Walking Catastrophe: Side Effects to the Earl’s Meddling; Or, Bull in a China Shop; Or, Addtional Information
As well as being fated to always stumble into a causal line in which he’s bigger than he should be by comparison, Daniel Obrove’s uncontrolled magicks grow to match with each crossing over. This was not part of Räum’s intention in cursing the young man, but when he found out later that that was the case, he laughed himself to tears.
On traveling through the Ur-Goblin gateways, Daniel invariably finds himself in a universe where his equivalent size is three times that of his surroundings, leaving him at around eighteen feet tall by comparison. His magic, by comparison, grows about three times more powerful. Most of the time this is not in Daniel’s favor, since he can’t control his spells at their normal level of potency. A small luminary cantrip becomes blinding, teleporting short distances takes a good chunk of the scenery along with him, and incendiary spells set wide areas ablaze. It’s very inconvenient.
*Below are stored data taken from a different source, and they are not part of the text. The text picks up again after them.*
/// Build a generic tool call from a Claude tool_use block, preserving the
/// backend-assigned id verbatim.
pub fn to_tool_call(block: &Value) -> GatewayResult<ToolCall> {
    let id = block
        .get("id")
        .and_then(|id| id.as_str())
        .ok_or_else(|| GatewayError::internal("tool_use block has no id"))?;

    Ok(ToolCall::new(id, to_function_call(block)?))
}

/// Parse a Claude completion back into the canonical assistant message,
/// honoring the active calling convention for tool_use blocks.
pub fn claude_response_to_message(
    response: &Value,
    tools_mode: Option<ToolsMode>,
) -> GatewayResult<ChatMessage> {
    let blocks = response
        .get("content")
        .and_then(|content| content.as_array())
        .ok_or_else(|| GatewayError::internal("Claude response has no content blocks"))?;

    let mut text_parts: Vec<&str> = Vec::new();
    let mut tool_uses: Vec<&Value> = Vec::new();
    for block in blocks {
        match block.get("type").and_then(|t| t.as_str()) {
            Some("text") => {
                text_parts.push(block.get("text").and_then(|t| t.as_str()).unwrap_or(""));
            }
            Some("tool_use") => tool_uses.push(block),
            other => {
                return Err(GatewayError::internal(format!(
                    "Unknown content block type: {:?}",
                    other
                )))
            }
        }
    }

    let text = text_parts.concat();
    if tool_uses.is_empty() {
        return Ok(ChatMessage::assistant(text));
    }

    let content = (!text.is_empty()).then_some(text);
    match tools_mode {
        None => Err(GatewayError::validation(NO_TOOLS_CONFIGURED)),
        Some(ToolsMode::Tools) => {
            let calls = tool_uses
                .into_iter()
                .map(to_tool_call)
                .collect::<GatewayResult<Vec<_>>>()?;
            Ok(ChatMessage::AiToolCall(AiToolCallMessage { content, calls }))
        }
        Some(ToolsMode::Functions) => {
            // The legacy convention holds exactly one call per assistant
            // turn; a model producing more cannot be represented.
            if tool_uses.len() > 1 {
                return Err(GatewayError::internal(format!(
                    "The model returned {} tool calls for a single function call",
                    tool_uses.len()
                )));
            }
            let call = to_function_call(tool_uses[0])?;
            Ok(ChatMessage::AiFunctionCall(
                crate::models::message::AiFunctionCallMessage { content, call },
            ))
        }
    }
}

#[cfg(test)]
mod tests {
    use super::*;
    use crate::models::attachment::Attachment;
    use crate::models::message::HumanRegularMessage;

    #[tokio::test]
    async fn test_system_prompt_is_split_off() -> anyhow::Result<()> {
        let messages = vec![
            ChatMessage::system("be helpful"),
            ChatMessage::user("hi"),
        ];

        let (system, converted) = to_claude_messages(&messages, None).await?;

        assert_eq!(system.as_deref(), Some("be helpful"));
        assert_eq!(converted.len(), 1);
        assert_eq!(converted[0]["role"], "user");
        assert_eq!(
            converted[0]["content"],
            json!([{"type": "text", "text": "hi"}])
        );
        Ok(())
    }

    #[tokio::test]
    async fn test_misplaced_system_message_fails() {
        let messages = vec![
            ChatMessage::user("hi"),
            ChatMessage::system("be helpful"),
        ];

        let err = to_claude_messages(&messages, None).await.unwrap_err();
        assert_eq!(
            err.to_string(),
            "System message is only allowed as the first message"
        );
    }

    #[tokio::test]
    async fn test_inline_attachment_becomes_image_block() -> anyhow::Result<()> {
        let messages = vec![ChatMessage::HumanRegular(HumanRegularMessage {
            content: "what is this?".to_string(),
            custom_content: Some(CustomContent {
                attachments: Some(vec![Attachment::from_data("image/png", "aGVsbG8=")]),
            }),
        })];

        let (_, converted) = to_claude_messages(&messages, None).await?;

        assert_eq!(
            converted[0]["content"],
            json!([
                {
                    "type": "image",
                    "source": {
                        "type": "base64",
                        "media_type": "image/png",
                        "data": "aGVsbG8=",
                    }
                },
                {"type": "text", "text": "what is this?"},
            ])
        );
        Ok(())
    }

    #[tokio::test]
    async fn test_tool_call_turn_and_result_turn() -> anyhow::Result<()> {
        let messages = vec![
            ChatMessage::AiToolCall(AiToolCallMessage {
                content: Some("checking".to_string()),
                calls: vec![ToolCall::new(
                    "call_1",
                    FunctionCall::new("get_weather", r#"{"city":"Kyiv"}"#),
                )],
            }),
            ChatMessage::HumanToolResult(crate::models::message::HumanToolResultMessage {
                id: "call_1".to_string(),
                content: "sunny".to_string(),
            }),
            ChatMessage::user("thanks"),
        ];

        let (_, converted) = to_claude_messages(&messages, None).await?;

        assert_eq!(converted[0]["role"], "assistant");
        assert_eq!(
            converted[0]["content"],
            json!([
                {"type": "text", "text": "checking"},
                {
                    "type": "tool_use",
                    "id": "call_1",
                    "name": "get_weather",
                    "input": {"city": "Kyiv"},
                },
            ])
        );
        assert_eq!(
            converted[1]["content"],
            json!([{
                "type": "tool_result",
                "tool_use_id": "call_1",
                "content": [{"type": "text", "text": "sunny"}],
            }])
        );
        Ok(())
    }

    #[tokio::test]
    async fn test_unreconciled_function_message_is_internal_error() {
        let messages = vec![ChatMessage::HumanFunctionResult(
            crate::models::message::HumanFunctionResultMessage {
                name: "get_weather".to_string(),
                content: "sunny".to_string(),
            },
        )];

        let err = to_claude_messages(&messages, None).await.unwrap_err();
        assert!(matches!(err, GatewayError::Internal(_)));
    }

    #[test]
    fn test_finish_reason_mapping() {
        assert_eq!(to_finish_reason(None, None), Ok(FinishReason::Stop));
        assert_eq!(
            to_finish_reason(Some("end_turn"), None),
            Ok(FinishReason::Stop)
        );
        assert_eq!(
            to_finish_reason(Some("stop_sequence"), Some(ToolsMode::Tools)),
            Ok(FinishReason::Stop)
        );
        assert_eq!(
            to_finish_reason(Some("max_tokens"), None),
            Ok(FinishReason::Length)
        );
        assert_eq!(
            to_finish_reason(Some("tool_use"), Some(ToolsMode::Tools)),
            Ok(FinishReason::ToolCalls)
        );
        assert_eq!(
            to_finish_reason(Some("tool_use"), Some(ToolsMode::Functions)),
            Ok(FinishReason::FunctionCall)
        );
    }

    #[test]
    fn test_tool_use_without_mode_fails() {
        let err = to_finish_reason(Some("tool_use"), None).unwrap_err();
        assert_eq!(
            err.to_string(),
            "A model has called a tool, but no tools were given to the model in the first place."
        );
    }

    #[test]
    fn test_unknown_stop_reason_is_internal_error() {
        let err = to_finish_reason(Some("refusal"), Some(ToolsMode::Tools)).unwrap_err();
        assert!(matches!(err, GatewayError::Internal(_)));
    }

    #[test]
    fn test_tool_configs() -> anyhow::Result<()> {
        let functions = vec![
            Function::new("get_weather")
                .with_description("Current weather for a city")
                .with_parameters(json!({
                    "type": "object",
                    "properties": {"city": {"type": "string"}},
                    "required": ["city"],
                })),
            Function::new("get_time"),
        ];

        let configs = to_claude_tool_configs(&functions)?;

        assert_eq!(configs[0]["name"], "get_weather");
        assert_eq!(configs[0]["description"], "Current weather for a city");
        assert_eq!(configs[0]["input_schema"]["required"], json!(["city"]));
        assert_eq!(
            configs[1]["input_schema"],
            json!({"type": "object", "properties": {}})
        );
        Ok(())
    }

    #[test]
    fn test_tool_configs_reject_duplicates_and_bad_names() {
        let duplicated = vec![Function::new("f"), Function::new("f")];
        let err = to_claude_tool_configs(&duplicated).unwrap_err();
        assert!(err.to_string().contains("Duplicate function name"));

        let invalid = vec![Function::new("bad name")];
        let err = to_claude_tool_configs(&invalid).unwrap_err();
        assert!(err.to_string().contains("invalid characters"));
    }

    #[test]
    fn test_response_with_text_only() -> anyhow::Result<()> {
        let response = json!({
            "content": [{"type": "text", "text": "Hello!"}],
            "stop_reason": "end_turn",
        });

        let message = claude_response_to_message(&response, None)?;
        assert_eq!(message, ChatMessage::assistant("Hello!"));
        Ok(())
    }

    #[test]
    fn test_response_tool_use_preserves_backend_id() -> anyhow::Result<()> {
        let response = json!({
            "content": [
                {"type": "text", "text": "checking"},
                {
                    "type": "tool_use",
                    "id": "toolu_123",
                    "name": "get_weather",
                    "input": {"city": "Kyiv"},
                },
            ],
        });

        let message = claude_response_to_message(&response, Some(ToolsMode::Tools))?;
        match message {
            ChatMessage::AiToolCall(msg) => {
                assert_eq!(msg.content.as_deref(), Some("checking"));
                assert_eq!(msg.calls[0].id, "toolu_123");
                assert_eq!(msg.calls[0].function.name, "get_weather");
                assert_eq!(msg.calls[0].function.arguments, r#"{"city":"Kyiv"}"#);
            }
            other => panic!("expected AiToolCall, got {:?}", other),
        }
        Ok(())
    }

    #[test]
    fn test_response_tool_use_in_functions_mode() -> anyhow::Result<()> {
        let response = json!({
            "content": [{
                "type": "tool_use",
                "id": "toolu_123",
                "name": "get_weather",
                "input": {},
            }],
        });

        let message = claude_response_to_message(&response, Some(ToolsMode::Functions))?;
        match message {
            ChatMessage::AiFunctionCall(msg) => {
                assert_eq!(msg.content, None);
                assert_eq!(msg.call.name, "get_weather");
                assert_eq!(msg.call.arguments, "{}");
            }
            other => panic!("expected AiFunctionCall, got {:?}", other),
        }
        Ok(())
    }

    #[test]
    fn test_response_multiple_tool_uses_in_functions_mode_fails() {
        let response = json!({
            "content": [
                {"type": "tool_use", "id": "1", "name": "get_weather", "input": {}},
                {"type": "tool_use", "id": "2", "name": "get_time", "input": {}},
            ],
        });

        let err = claude_response_to_message(&response, Some(ToolsMode::Functions)).unwrap_err();
        assert!(matches!(err, GatewayError::Internal(_)));
    }

    #[test]
    fn test_response_tool_use_without_mode_fails() {
        let response = json!({
            "content": [{"type": "tool_use", "id": "1", "name": "f", "input": {}}],
        });

        let err = claude_response_to_message(&response, None).unwrap_err();
        assert_eq!(
            err.to_string(),
            "A model has called a tool, but no tools were given to the model in the first place."
        );
    }

    #[test]
    fn test_response_unknown_block_fails() {
        let response = json!({"content": [{"type": "thinking", "thinking": "..."}]});
        let err = claude_response_to_message(&response, None).unwrap_err();
        assert!(matches!(err, GatewayError::Internal(_)));
    }
}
A note on the mechanics of the demon Räum's curse: Upon passing through a dimensional gateway, Daniel Obrove is not changed himself; multiversal travel doesn't somehow render the young man 18 feet tall. Rather, the world he arrives on happens to exist in an instance of reality in which everything is three times smaller than it is on Daniel's world. Nothing actually changes other than the young man's intended destination. Räum fitted the curse to always carry Daniel to 'smaller' versions of the worlds he intends to visit, no matter what.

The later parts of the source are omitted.